I think the plot is missing most of it. For me it took 8.766.. seconds to complete the whole script. This is what I got with glbl['ir_105'].compute():

The beginning looks the same.
oh, ok. Yeah, since I can't get the resource profiler to plot anything, it's difficult for me to see.
@pnuu @mraspaud can you both try turning off caching in the file handler? I know @pnuu said he tried it, but I'm getting an error that makes it seem like you didn't :wink:
I manually edited the netcdf_utils.py file to look like this:
def __init__(self, filename, filename_info, filetype_info,
auto_maskandscale=False, xarray_kwargs=None,
cache_var_size=0, cache_handle=False):
"""Initialize object."""
cache_var_size = 0
cache_handle = False
That is, force cache var size and cache_handle to their defaults.
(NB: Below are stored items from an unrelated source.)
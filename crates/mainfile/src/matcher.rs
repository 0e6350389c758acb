//! Single-file, single-rule-set match evaluation.
//!
//! [`Matcher::matches`] is pure apart from bounded reads and never lets
//! an error escape: unreadable files, undecodable text, and corrupt
//! archives all fold into a `false` verdict for the rule-set under
//! evaluation. Clauses run cheapest first - the name and MIME regexes
//! are consulted before any content leaves the disk.

use crate::compression::Codec;
use crate::mime::detect_mime_type;
use crate::rules::{ParserRuleSet, pattern};
use once_cell::unsync::OnceCell;
use std::path::{Path, PathBuf};
use std::sync::Arc;

/// Default cap on bytes read for text and binary pattern clauses.
pub const DEFAULT_MAX_READ_BYTES: usize = 32 * 1024;

/// Default cap on bytes read for structured-content predicates, which
/// need a parseable document rather than a prefix.
pub const DEFAULT_MAX_STRUCTURED_BYTES: usize = 4 * 1024 * 1024;

/// Evaluates files against rule-sets under configured read bounds.
#[derive(Debug, Clone, Copy)]
pub struct Matcher {
    max_read_bytes: usize,
    max_structured_bytes: usize,
}

impl Default for Matcher {
    fn default() -> Self {
        Self {
            max_read_bytes: DEFAULT_MAX_READ_BYTES,
            max_structured_bytes: DEFAULT_MAX_STRUCTURED_BYTES,
        }
    }
}

impl Matcher {
    pub fn new(max_read_bytes: usize, max_structured_bytes: usize) -> Self {
        Self {
            max_read_bytes,
            max_structured_bytes,
        }
    }

    pub fn max_read_bytes(&self) -> usize {
        self.max_read_bytes
    }

    /// Wrap a path into a candidate whose reads are cached across the
    /// many rule-sets evaluated against it.
    pub fn candidate(&self, path: impl Into<PathBuf>) -> FileCandidate {
        FileCandidate::new(path.into(), self.max_read_bytes, self.max_structured_bytes)
    }

    /// Evaluate one file against one rule-set.
    ///
    /// A rule-set matches iff all of its present clauses match. Absent
    /// clauses are vacuously true, so a rule-set without clauses matches
    /// everything (the catch-all invariant).
    pub fn matches(&self, candidate: &FileCandidate, rule_set: &ParserRuleSet) -> bool {
        if !pattern::name_matches(rule_set.name_pattern(), candidate.file_name()) {
            return false;
        }

        if !pattern::mime_matches(rule_set.mime_pattern(), candidate.mime_type()) {
            return false;
        }

        if !rule_set.has_content_clause() {
            return true;
        }

        let Some(window) = candidate.window_for(rule_set) else {
            // Unreadable file or failed decompression for a declared
            // codec: a no-match for this rule-set, never an error.
            return false;
        };

        if let Some(re) = rule_set.content_text_pattern()
            && !pattern::content_text_matches(re, window)
        {
            return false;
        }

        if let Some(needle) = rule_set.binary_header()
            && !pattern::binary_header_matches(needle, window)
        {
            return false;
        }

        if let Some(re) = rule_set.binary_header_pattern()
            && !pattern::binary_pattern_matches(re, window)
        {
            return false;
        }

        if let Some(predicate) = rule_set.structured_predicate() {
            let Some(document) = candidate.structured_window_for(rule_set) else {
                return false;
            };
            if !predicate.matches(document) {
                return false;
            }
        }

        true
    }
}

/// One file under evaluation, with lazily-filled, cached content views.
///
/// Each view is read at most once per candidate regardless of how many
/// rule-sets inspect it. Candidates are owned by a single resolution
/// task; they are `Send` but deliberately not shared across threads.
pub struct FileCandidate {
    path: PathBuf,
    file_name: String,
    max_read_bytes: usize,
    max_structured_bytes: usize,
    raw_window: OnceCell<Option<Arc<Vec<u8>>>>,
    codec: OnceCell<Option<Codec>>,
    decompressed: OnceCell<Option<Arc<Vec<u8>>>>,
    structured_raw: OnceCell<Option<Arc<Vec<u8>>>>,
    structured_decompressed: OnceCell<Option<Arc<Vec<u8>>>>,
    mime_type: OnceCell<String>,
}

impl FileCandidate {
    fn new(path: PathBuf, max_read_bytes: usize, max_structured_bytes: usize) -> Self {
        let file_name = path
            .file_name()
            .map(|n| n.to_string_lossy().into_owned())
            .unwrap_or_default();
        Self {
            path,
            file_name,
            max_read_bytes,
            max_structured_bytes,
            raw_window: OnceCell::new(),
            codec: OnceCell::new(),
            decompressed: OnceCell::new(),
            structured_raw: OnceCell::new(),
            structured_decompressed: OnceCell::new(),
            mime_type: OnceCell::new(),
        }
    }

    pub fn path(&self) -> &Path {
        &self.path
    }

    /// Base name of the file; name patterns never see the full path.
    pub fn file_name(&self) -> &str {
        &self.file_name
    }

    /// Compression codec of the file, if its extension and signature
    /// agree on one.
    pub fn codec(&self) -> Option<Codec> {
        *self.codec.get_or_init(|| Codec::detect(&self.path, self.raw_window()))
    }

    /// Detected MIME type. Extension-table lookups answer without I/O;
    /// unknown extensions fall back to sniffing the content window.
    pub fn mime_type(&self) -> &str {
        self.mime_type.get_or_init(|| {
            let codec_by_ext = self
                .path
                .extension()
                .and_then(|ext| ext.to_str())
                .and_then(Codec::from_extension);
            let cheap = detect_mime_type(&self.path, codec_by_ext, None);
            if cheap != crate::mime::OCTET_STREAM_MIME_TYPE {
                return cheap;
            }
            let window = match self.codec() {
                Some(_) => self.decompressed_window(),
                None => self.raw_window(),
            };
            detect_mime_type(&self.path, self.codec(), window)
        })
    }

    /// Bounded leading window of the raw on-disk bytes. `None` when the
    /// file cannot be read.
    pub fn raw_window(&self) -> Option<&[u8]> {
        self.raw_window
            .get_or_init(|| match crate::io::read_prefix(&self.path, self.max_read_bytes) {
                Ok(bytes) => Some(Arc::new(bytes)),
                Err(err) => {
                    tracing::warn!(path = %self.path.display(), error = %err, "unreadable candidate file");
                    None
                }
            })
            .as_deref()
            .map(|v| v.as_slice())
    }

    /// Bounded window of decompressed content. `None` when the file has
    /// no detectable codec or the archive is corrupt.
    pub fn decompressed_window(&self) -> Option<&[u8]> {
        self.decompressed
            .get_or_init(|| self.decompress(self.max_read_bytes))
            .as_deref()
            .map(|v| v.as_slice())
    }

    /// The content window a rule-set gets to see: decompressed content
    /// when the rule-set declares the file's codec, raw bytes otherwise.
    pub fn window_for(&self, rule_set: &ParserRuleSet) -> Option<&[u8]> {
        match self.codec() {
            Some(codec) if rule_set.supported_compressions().contains(&codec) => self.decompressed_window(),
            _ => self.raw_window(),
        }
    }

    /// Like [`window_for`](Self::window_for), but read under the larger
    /// structured-content cap so whole documents stay parseable.
    pub fn structured_window_for(&self, rule_set: &ParserRuleSet) -> Option<&[u8]> {
        match self.codec() {
            Some(codec) if rule_set.supported_compressions().contains(&codec) => self
                .structured_decompressed
                .get_or_init(|| self.decompress(self.max_structured_bytes))
                .as_deref()
                .map(|v| v.as_slice()),
            _ => self
                .structured_raw
                .get_or_init(|| match crate::io::read_prefix(&self.path, self.max_structured_bytes) {
                    Ok(bytes) => Some(Arc::new(bytes)),
                    Err(_) => None,
                })
                .as_deref()
                .map(|v| v.as_slice()),
        }
    }

    fn decompress(&self, limit: usize) -> Option<Arc<Vec<u8>>> {
        let codec = self.codec()?;
        let file = std::fs::File::open(&self.path).ok()?;
        codec
            .decompress_prefix(std::io::BufReader::new(file), limit)
            .map(Arc::new)
    }
}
When I run this with the below script I get this error:
Could not load dataset 'DataID(name='ir_105', wavelength=WavelengthRange(min=9.8, central=10.5, max=11.2, unit='µm'), resolution=2000, calibration=<calibration.brightness_temperature>, modifiers=())': unable to decode time units 'seconds since 2000-01-01 00:00:00.0' with 'the default calendar'. Try opening your dataset with decode_times=False or installing cftime if it is not installed.
Traceback (most recent call last):
File "/home/davidh/miniconda3/envs/satpy_py39/lib/python3.9/site-packages/xarray/coding/times.py", line 261, in decode_cf_datetime
dates = _decode_datetime_with_pandas(flat_num_dates, units, calendar)
File "/home/davidh/miniconda3/envs/satpy_py39/lib/python3.9/site-packages/xarray/coding/times.py", line 217, in _decode_datetime_with_pandas
pd.to_timedelta(flat_num_dates.min(), delta) + ref_date
File "/home/davidh/miniconda3/envs/satpy_py39/lib/python3.9/site-packages/pandas/core/tools/timedeltas.py", line 148, in to_timedelta
return _coerce_scalar_to_timedelta_type(arg, unit=unit, errors=errors)
File "/home/davidh/miniconda3/envs/satpy_py39/lib/python3.9/site-packages/pandas/core/tools/timedeltas.py", line 156, in _coerce_scalar_to_timedelta_type
result = Timedelta(r, unit)
File "pandas/_libs/tslibs/timedeltas.pyx", line 1357, in pandas._libs.tslibs.timedeltas.Timedelta.__new__
File "pandas/_libs/tslibs/timedeltas.pyx", line 294, in pandas._libs.tslibs.timedeltas.convert_to_timedelta64
File "pandas/_libs/tslibs/conversion.pyx", line 121, in pandas._libs.tslibs.conversion.cast_from_unit
OverflowError: Python int too large to convert to C long
During handling of the above exception, another exception occurred:
Traceback (most recent call last):
File "/home/davidh/miniconda3/envs/satpy_py39/lib/python3.9/site-packages/xarray/coding/times.py", line 174, in _decode_cf_datetime_dtype
result = decode_cf_datetime(example_value, units, calendar, use_cftime)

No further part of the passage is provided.